%%

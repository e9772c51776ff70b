use std::path::{Path, PathBuf};
use std::sync::Arc;
use std::time::Duration;

use anyhow::{Context, Result};
use clap::Parser;
use tokio::sync::watch;
use tracing::{error, info, warn};
use tracing_subscriber::EnvFilter;

use vitalwatch::connection::TcpConnector;
use vitalwatch::{FileRoster, Monitor, MonitorConfig, StreamConnection, Supervisor};
use vitalwatch_types::Subject;

#[derive(Parser, Debug)]
#[command(name = "vitalwatch")]
#[command(about = "Real-time vitals telemetry monitor")]
struct Args {
    /// Monitoring service endpoint (host:port)
    #[arg(short, long)]
    connect: Option<String>,

    /// Path to a config file
    #[arg(long)]
    config: Option<PathBuf>,

    /// Subject to select and start tracking once connected
    #[arg(short, long)]
    subject: Option<String>,

    /// JSON roster file
    #[arg(long)]
    roster: Option<PathBuf>,

    /// JSON alert backlog file
    #[arg(long)]
    alerts: Option<PathBuf>,

    /// Summary interval in seconds
    #[arg(short, long, default_value = "5")]
    refresh: u64,

    /// Write the final state to a JSON file on exit
    #[arg(short, long)]
    export: Option<PathBuf>,

    /// Number of waveform samples to keep
    #[arg(long)]
    waveform_capacity: Option<usize>,
}

fn main() -> Result<()> {
    let args = Args::parse();

    let mut config = MonitorConfig::load(args.config.as_deref())
        .context("failed to load configuration")?;
    if let Some(endpoint) = &args.connect {
        config.endpoint = endpoint.clone();
    }
    if let Some(capacity) = args.waveform_capacity {
        config.waveform_capacity = capacity;
    }
    if args.roster.is_some() {
        config.roster_path = args.roster.clone();
    }
    if args.alerts.is_some() {
        config.alerts_path = args.alerts.clone();
    }

    let filter = EnvFilter::try_from_default_env()
        .or_else(|_| EnvFilter::try_new(&config.log_filter))
        .context("invalid log filter")?;
    tracing_subscriber::fmt().with_env_filter(filter).init();

    let rt = tokio::runtime::Runtime::new()?;
    rt.block_on(run(config, args))
}

async fn run(config: MonitorConfig, args: Args) -> Result<()> {
    let connector = Arc::new(TcpConnector::new(config.endpoint.clone()));
    let connection = StreamConnection::new(connector, config.handshake_timeout())
        .with_outbound_capacity(config.outbound_queue);
    let monitor = Monitor::new(Arc::new(connection.handle()), config.monitor_options());

    if let Some(path) = &config.roster_path {
        let mut roster = FileRoster::new(path);
        if let Some(alerts) = &config.alerts_path {
            roster = roster.with_alerts(alerts);
        }
        monitor
            .load_roster(&roster)
            .await
            .with_context(|| format!("failed to load roster from {}", path.display()))?;
    }

    let (shutdown_tx, shutdown_rx) = watch::channel(false);
    let mut supervisor = Supervisor::new(
        connection,
        monitor.clone(),
        config.reconnect.backoff(),
        shutdown_rx,
    );
    if let Some(subject) = &args.subject {
        if monitor.select(subject).is_err() {
            // Without a roster entry the subject is registered under its id.
            warn!(subject = %subject, "subject not in roster, adding it");
            let mut subjects = monitor.view().subjects;
            subjects.push(Subject::new(subject.clone(), subject.clone()));
            monitor.load_subjects(subjects);
            monitor.select(subject)?;
        }
        supervisor = supervisor.track_on_connect(subject.clone());
    }

    let mut task = tokio::spawn(supervisor.run());
    let mut ticker = tokio::time::interval(Duration::from_secs(args.refresh.max(1)));

    let result = loop {
        tokio::select! {
            _ = ticker.tick() => info!("{}", monitor.view().summary()),
            _ = tokio::signal::ctrl_c() => {
                info!("shutting down");
                let _ = shutdown_tx.send(true);
                break (&mut task).await;
            }
            joined = &mut task => break joined,
        }
    };

    if let Some(path) = &args.export {
        export_to_file(&monitor, path)?;
    }

    match result? {
        Ok(()) => Ok(()),
        Err(e) => {
            error!(error = %e, "connection supervisor stopped");
            Err(e.into())
        }
    }
}

/// Export the current monitor state to a JSON file
fn export_to_file(monitor: &Monitor, path: &Path) -> Result<()> {
    let json = serde_json::to_string_pretty(&monitor.view())?;
    std::fs::write(path, json)
        .with_context(|| format!("failed to write export to {}", path.display()))?;
    println!("Exported monitor state to: {}", path.display());
    Ok(())
}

%%

## Exercise aim
In the records above, find each line that mentions the word "Parser", and copy it.

## Response below
use clap::Parser;
#[derive(Parser, Debug)]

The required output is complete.